随着光伏可再生能源越来越多地并入电力系统, 传统的确定性潮流无法准确描述电力系统的实际运行状态。 为此, 提出了一种将半不变量法、 Copula 理论和高斯混合逼近法相结合的概率潮流分析方法。 该方法克服了现有的级数展开法无法逼近多峰概率分布的缺点, 考虑了输入总线功率的高斯型、 非高斯型和离散型概率分布的混合, 在不使用任何级数展开方法的情况下, 精确地得到了与这些相关输入的多模母线电压和线路功率流的概率分布。 同时, 考虑了多输入相关性, 在 IEEE14 和 IEEE57 节点系统中验证了该方法的性能。 实验结果表明, 该方法精确地建立了期望随机变量的多模态分布, 与 Gram-Charlier 法相比, 运行时间降低了 76% 。

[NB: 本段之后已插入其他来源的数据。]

//! # Overflow Core
//! This crate holds the domain logic of the overflow service: the vote state
//! machine shared by questions, answers and comments, the session issuer that
//! turns bearer tokens into user ids, and the moderation rules.
pub mod auth;
pub mod errors;
pub mod moderation;
pub mod votes;
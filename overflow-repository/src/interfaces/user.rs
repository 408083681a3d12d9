use overflow_shared::types::{User, UserId, UserProfile};

use crate::errors::RepositoryError;

/// Persistence for users and their derived vote sets.
#[async_trait::async_trait]
pub trait UserRepository: Send + Sync {
    /// Fails with `UsernameTaken` if the username is already registered.
    async fn create_user(&self, username: &str, is_moderator: bool)
    -> Result<User, RepositoryError>;

    async fn get_user(&self, id: UserId) -> Result<Option<User>, RepositoryError>;

    /// Returns the user with their `upvoted` / `downvoted` sets.
    async fn get_profile(&self, id: UserId) -> Result<Option<UserProfile>, RepositoryError>;
}
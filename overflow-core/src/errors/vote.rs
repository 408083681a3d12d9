//! Error types for the vote service.
use overflow_repository::RepositoryError;
use overflow_shared::types::{VotableId, VotableKind};
use thiserror::Error;

/// Represents errors that can occur while applying a vote.
///
/// A transition that does not match the recorded state is not an error; it is
/// reported through `VoteOutcome::applied`.
#[derive(Debug, Error)]
pub enum VoteError {
    #[error("No vote target registered for {0}")]
    UnregisteredKind(VotableKind),
    #[error("{kind} {id} not found")]
    NotFound { kind: VotableKind, id: VotableId },
    #[error("Repository error: {0}")]
    Repository(RepositoryError),
}

impl From<RepositoryError> for VoteError {
    fn from(error: RepositoryError) -> Self {
        match error {
            RepositoryError::NotFound { kind, id } => VoteError::NotFound { kind, id },
            other => VoteError::Repository(other),
        }
    }
}
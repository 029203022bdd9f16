//! Error handling for the codec library
//!
//! This module defines the error types that can occur during analysis,
//! bitstream packing and parsing, and synthesis.

use thiserror::Error;

/// Result type alias for codec operations
pub type Result<T> = std::result::Result<T, CodecError>;

/// Error type for codec operations
#[derive(Error, Debug)]
pub enum CodecError {
    /// Source audio could not be used for analysis
    #[error("Invalid audio: {details}")]
    InvalidAudio {
        /// Description of what made the audio unusable
        details: String,
    },

    /// Operation requires a non-empty audio buffer
    #[error("Operation called on an empty audio buffer")]
    Empty,

    /// Segment or table index outside the valid range
    #[error("Index {index} out of range (length {length})")]
    IndexOutOfRange {
        /// Offending index
        index: usize,
        /// Length of the indexed collection
        length: usize,
    },

    /// Bitstream contains non-hex characters or ends mid-frame
    #[error("Malformed bitstream: {details}")]
    BitstreamMalformed {
        /// Description of the grammar violation
        details: String,
    },

    /// I/O operation failed
    #[error("I/O operation failed: {reason}")]
    Io {
        /// Underlying failure description
        reason: String,
    },
}

impl CodecError {
    /// Create a new invalid audio error
    pub fn invalid_audio(details: impl Into<String>) -> Self {
        Self::InvalidAudio {
            details: details.into(),
        }
    }

    /// Create a new index out of range error
    pub fn index_out_of_range(index: usize, length: usize) -> Self {
        Self::IndexOutOfRange { index, length }
    }

    /// Create a new malformed bitstream error
    pub fn bitstream_malformed(details: impl Into<String>) -> Self {
        Self::BitstreamMalformed {
            details: details.into(),
        }
    }

    /// Create a new I/O error
    pub fn io(reason: impl Into<String>) -> Self {
        Self::Io {
            reason: reason.into(),
        }
    }
}

impl From<std::io::Error> for CodecError {
    fn from(err: std::io::Error) -> Self {
        Self::Io {
            reason: err.to_string(),
        }
    }
}

impl From<hound::Error> for CodecError {
    fn from(err: hound::Error) -> Self {
        Self::Io {
            reason: err.to_string(),
        }
    }
}
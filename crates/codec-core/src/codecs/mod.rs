//! Voice codec implementations
//!
//! ## Available Codecs
//!
//! ### TMS5220 LPC-10 - [`tms5220`]
//! - **Target**: TI TMS5220 Voice Synthesis Processor and emulators
//! - **Sample Rate**: 8 kHz (nominal)
//! - **Model**: 10-pole lattice LPC with chirp/LFSR excitation
//! - **Bitstream**: variable-width frames, LSB-first bytes (TMS6100 order)
//! - **Use Case**: classic speech-synthesis silicon and Arduino Talkie

pub mod tms5220;
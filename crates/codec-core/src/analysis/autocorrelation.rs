//! Biased autocorrelation
//!
//! The autocorrelation of a segment is the basis of all analysis: the
//! pitch estimator searches it for a periodicity peak and the linear
//! predictor solves its normal equations for the reflector coefficients.

/// Compute the biased autocorrelation of a segment
///
/// `r[k] = (1/N) * sum(s[j] * s[j+k])` for `k = 0..N`
///
/// The biased form keeps the boundary taper, so a pitch search finds a
/// genuine secondary peak rather than a monotonic rise.
pub fn autocorrelate(segment: &[f32]) -> Vec<f32> {
    let size = segment.len();
    let mut acf = vec![0.0f32; size];

    for (k, r) in acf.iter_mut().enumerate() {
        let mut sum = 0.0f32;

        for j in 0..size - k {
            sum += segment[j] * segment[j + k];
        }

        *r = sum / size as f32;
    }

    acf
}
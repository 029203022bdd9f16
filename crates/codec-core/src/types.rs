//! Core types and traits for the codec library
//!
//! This module defines the parameter structs which configure each stage of
//! the pipeline, the bitstream format selector, and the codec trait that
//! front ends program against.

use bytes::Bytes;

use crate::error::Result;

/// Sentinel instructing the pipeline to skip an optional filter stage
pub const DISABLE_PARAMETER: i32 = -1;

/// Default sampling rate, in Hertz
pub const DEFAULT_SAMPLE_RATE_HZ: u32 = 8000;

/// Default segmentation window width, in milliseconds
pub const DEFAULT_WINDOW_WIDTH_MS: f32 = 25.0;

/// Parameters which must match for all analysis structures
///
/// The pitch-path and LPC-path buffers are segmented with these values, so
/// that frame `i` of one path covers the same span of audio as frame `i`
/// of the other.
#[derive(Debug, Clone, Copy, PartialEq)]
pub struct SharedParameters {
    /// Sampling rate of the source audio, in Hertz
    pub sample_rate_hz: u32,
    /// Segmentation/analysis window width (frame length), in milliseconds
    pub window_width_ms: f32,
}

impl Default for SharedParameters {
    fn default() -> Self {
        Self {
            sample_rate_hz: DEFAULT_SAMPLE_RATE_HZ,
            window_width_ms: DEFAULT_WINDOW_WIDTH_MS,
        }
    }
}

/// Upper vocal tract (LPC analysis) parameters
#[derive(Debug, Clone, Copy, PartialEq)]
pub struct UpperVocalTractParameters {
    /// Highpass cutoff, in Hertz, or [`DISABLE_PARAMETER`]
    pub highpass_cutoff_hz: i32,
    /// Lowpass cutoff, in Hertz, or [`DISABLE_PARAMETER`]
    pub lowpass_cutoff_hz: i32,
    /// Pre-emphasis coefficient, or a negative value to disable
    pub pre_emphasis_alpha: f32,
    /// LPC model order (the TMS5220 format fixes this at 10)
    pub model_order: usize,
}

impl Default for UpperVocalTractParameters {
    fn default() -> Self {
        Self {
            highpass_cutoff_hz: DISABLE_PARAMETER,
            lowpass_cutoff_hz: DISABLE_PARAMETER,
            pre_emphasis_alpha: DISABLE_PARAMETER as f32,
            model_order: 10,
        }
    }
}

/// Lower vocal tract (pitch and voicing analysis) parameters
#[derive(Debug, Clone, Copy, PartialEq)]
pub struct LowerVocalTractParameters {
    /// Highpass cutoff, in Hertz, or [`DISABLE_PARAMETER`]
    pub highpass_cutoff_hz: i32,
    /// Lowpass cutoff, in Hertz, or [`DISABLE_PARAMETER`]
    pub lowpass_cutoff_hz: i32,
    /// Pre-emphasis coefficient, or a negative value to disable
    pub pre_emphasis_alpha: f32,
    /// Lowest admissible pitch, in Hertz
    pub min_pitch_hz: u32,
    /// Highest admissible pitch, in Hertz
    pub max_pitch_hz: u32,
}

impl Default for LowerVocalTractParameters {
    fn default() -> Self {
        Self {
            highpass_cutoff_hz: DISABLE_PARAMETER,
            lowpass_cutoff_hz: DISABLE_PARAMETER,
            pre_emphasis_alpha: DISABLE_PARAMETER as f32,
            min_pitch_hz: 50,
            max_pitch_hz: 500,
        }
    }
}

/// Frame post-processing parameters
#[derive(Debug, Clone, Copy, PartialEq)]
pub struct PostProcessorParameters {
    /// Offset applied to every non-silent frame's gain index
    pub gain_shift: i32,
    /// Whether to normalize gain toward the per-population ceilings
    pub normalize_gain: bool,
    /// Normalization ceiling for voiced frames, in decibels
    pub max_voiced_gain_db: f32,
    /// Normalization ceiling for unvoiced frames, in decibels
    pub max_unvoiced_gain_db: f32,
    /// Whether to mark near-identical neighbors as repeat frames
    pub detect_repeat_frames: bool,
}

impl Default for PostProcessorParameters {
    fn default() -> Self {
        Self {
            gain_shift: 0,
            normalize_gain: true,
            max_voiced_gain_db: 37.5,
            max_unvoiced_gain_db: 30.0,
            detect_repeat_frames: false,
        }
    }
}

/// Bitstream serialization parameters
#[derive(Debug, Clone, Copy, PartialEq, Eq)]
pub struct BitstreamParameters {
    /// Textual wrapping of the packed bytes
    pub encoder_style: EncoderStyle,
    /// Whether to append an explicit stop frame
    ///
    /// A stop frame tells the TMS5220 to exit Speak External mode. It is
    /// unnecessary for software emulations and for bitstreams burned into
    /// a TMS6100 Voice Synthesis Memory.
    pub include_stop_frame: bool,
}

impl BitstreamParameters {
    /// Create parameters for a given style with a stop frame appended
    pub fn new(encoder_style: EncoderStyle) -> Self {
        Self {
            encoder_style,
            include_stop_frame: true,
        }
    }
}

impl Default for BitstreamParameters {
    fn default() -> Self {
        Self::new(EncoderStyle::Ascii)
    }
}

/// Format of the serialized bitstream
///
/// Every style carries the same byte sequence; only the wrapping varies.
#[derive(Debug, Clone, Copy, PartialEq, Eq, Hash)]
pub enum EncoderStyle {
    /// Comma-delimited lowercase ASCII hex bytes
    Ascii,
    /// C header defining an array of bytes
    C,
    /// C header defining an array of bytes in PROGMEM, for Arduino Talkie
    Arduino,
    /// JSON array of per-frame objects with raw and quantized fields
    Json,
    /// Raw byte sequence
    Binary,
}

impl Default for EncoderStyle {
    fn default() -> Self {
        Self::Ascii
    }
}

/// Voice codec information
#[derive(Debug, Clone, PartialEq, Eq)]
pub struct CodecInfo {
    /// Codec name (e.g., "TMS5220")
    pub name: &'static str,
    /// Sample rate in Hz
    pub sample_rate_hz: u32,
    /// Number of channels (always 1 for this family)
    pub channels: u8,
    /// Samples covered by one frame
    pub samples_per_frame: usize,
}

/// Primary trait for voice codecs
///
/// An encode call returns only once the whole bitstream is produced, and a
/// decode call only once all PCM samples are generated. Callers wanting
/// cancellation must drive the per-frame APIs instead.
pub trait VoiceCodec: Send {
    /// Encode mono PCM samples to a packed bitstream
    ///
    /// # Errors
    ///
    /// Returns an error if the input cannot be analyzed
    fn encode(&mut self, samples: &[f32]) -> Result<Bytes>;

    /// Decode a packed bitstream to mono PCM samples
    ///
    /// # Errors
    ///
    /// Returns an error if the bitstream violates the frame grammar
    fn decode(&mut self, data: &[u8]) -> Result<Vec<f32>>;

    /// Get codec information
    fn info(&self) -> CodecInfo;

    /// Reset internal state, preparing the codec for fresh input
    fn reset(&mut self);
}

Research on Semi-Invariants Based on Copula Theory and Gaussian Mixture Approximation

With more and more photovoltaic renewable energy integrated into the power system, the traditional deterministic power flow can not accurately describe the actual operation state of the power system. We present a probabilistic power flow analysis method which combines semi invariant method, Copula theory and Gaussian mixture approximation method. This method overcomes the shortcoming that the existing series expansion method can not approximate the multimodal probability distribution. The mixture of Gaussian, non Gaussian and discrete probability distributions of input bus power is considered. Without using any series expansion method, the probability distributions of multi-mode bus voltage and line power flow with these correlated inputs are obtained accurately. Multi input correlation is considered. The performance of this method is verified in IEEE14 and IEEE57 bus system. Experimental results show that the multi-modal distribution of the expected random variables is accurately established, and the running time of the proposed method is reduced by 76% compared to the Gram-Charlier method.